TO DO:
Look through the records below, and copy out every line that holds the string "validation".

DATA SECTION:
******
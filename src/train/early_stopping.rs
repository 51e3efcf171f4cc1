use log::{debug, warn};
use serde::{Serialize, Deserialize};

use crate::error::{Error, Result};

/// Which movement of the monitored score counts as an improvement.
#[derive(Debug, Clone, Copy, PartialEq, Eq, Default, Serialize, Deserialize)]
#[serde(rename_all = "snake_case")]
pub enum StopDirection {
    /// Improvement is a strict decrease by more than `min_delta`.
    #[default]
    Minimize,
    /// The stagnation counter grows whenever the score falls below the best
    /// so far and resets on any other score, which then becomes the best.
    Legacy,
}

/// Stops a run after `patience` consecutive epochs without improvement of the
/// validation loss.
#[derive(Debug, Clone)]
pub struct EarlyStopping {
    patience: usize,
    min_delta: f64,
    direction: StopDirection,
    best_score: Option<f64>,
    counter: usize,
    stopped: bool,
}

impl EarlyStopping {
    pub fn new(patience: usize, direction: StopDirection, min_delta: f64) -> Result<Self> {
        if patience == 0 {
            return Err(Error::Config("early-stopping patience must be at least 1".into()));
        }
        if min_delta.is_nan() || min_delta < 0.0 {
            return Err(Error::Config(format!("min_delta must be non-negative, got {}", min_delta)));
        }
        Ok(Self {
            patience,
            min_delta,
            direction,
            best_score: None,
            counter: 0,
            stopped: false,
        })
    }

    /// Feeds the latest validation loss and returns whether training should
    /// stop. The first score only sets the baseline.
    pub fn observe(&mut self, score: f64) -> bool {
        if self.stopped {
            return true;
        }
        let Some(best) = self.best_score else {
            self.best_score = Some(score);
            return false;
        };

        let improved = match self.direction {
            StopDirection::Minimize => score < best - self.min_delta,
            StopDirection::Legacy => score >= best + self.min_delta,
        };
        if improved {
            self.best_score = Some(score);
            self.counter = 0;
        } else {
            self.counter += 1;
            debug!("early-stopping counter: {} out of {}", self.counter, self.patience);
            if self.counter >= self.patience {
                self.stopped = true;
                warn!("no improvement for {} epochs, stopping early", self.patience);
            }
        }
        self.stopped
    }

    pub fn should_stop(&self) -> bool {
        self.stopped
    }

    pub fn counter(&self) -> usize {
        self.counter
    }

    pub fn best_score(&self) -> Option<f64> {
        self.best_score
    }

    pub fn patience(&self) -> usize {
        self.patience
    }

    pub fn reset(&mut self) {
        self.best_score = None;
        self.counter = 0;
        self.stopped = false;
    }
}

#[cfg(test)]
mod tests {
    use super::*;

    #[test]
    fn constant_loss_stops_after_patience_further_epochs() {
        let mut es = EarlyStopping::new(3, StopDirection::Minimize, 0.0).unwrap();
        let stops: Vec<bool> = (0..4).map(|_| es.observe(1.0)).collect();
        assert_eq!(stops, vec![false, false, false, true]);
    }

    #[test]
    fn decreasing_loss_never_stops() {
        let mut es = EarlyStopping::new(1, StopDirection::Minimize, 0.0).unwrap();
        for loss in [5.0, 4.0, 3.0, 2.0] {
            assert!(!es.observe(loss));
        }
        assert_eq!(es.best_score(), Some(2.0));
    }

    #[test]
    fn improvement_resets_the_counter() {
        let mut es = EarlyStopping::new(2, StopDirection::Minimize, 0.0).unwrap();
        es.observe(1.0);
        es.observe(1.5);
        assert_eq!(es.counter(), 1);
        es.observe(0.5);
        assert_eq!(es.counter(), 0);
        assert!(!es.observe(0.7));
        assert!(es.observe(0.9));
    }

    #[test]
    fn min_delta_ignores_small_decreases() {
        let mut es = EarlyStopping::new(1, StopDirection::Minimize, 0.1).unwrap();
        es.observe(1.0);
        assert!(es.observe(0.95));
    }

    #[test]
    fn legacy_direction_counts_decreases() {
        let mut es = EarlyStopping::new(2, StopDirection::Legacy, 0.0).unwrap();
        es.observe(3.0);
        assert!(!es.observe(2.0));
        assert!(es.observe(1.0));

        let mut es = EarlyStopping::new(1, StopDirection::Legacy, 0.0).unwrap();
        for loss in [1.0, 1.0, 2.0, 3.0] {
            assert!(!es.observe(loss));
        }
    }

    #[test]
    fn zero_patience_is_rejected() {
        assert!(matches!(EarlyStopping::new(0, StopDirection::Minimize, 0.0), Err(Error::Config(_))));
    }

    #[test]
    fn reset_clears_state() {
        let mut es = EarlyStopping::new(1, StopDirection::Minimize, 0.0).unwrap();
        es.observe(1.0);
        es.observe(1.0);
        assert!(es.should_stop());
        es.reset();
        assert!(!es.should_stop());
        assert_eq!(es.best_score(), None);
    }
}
******
FINISHED TASK:
/// validation loss.
    /// Feeds the latest validation loss and returns whether training should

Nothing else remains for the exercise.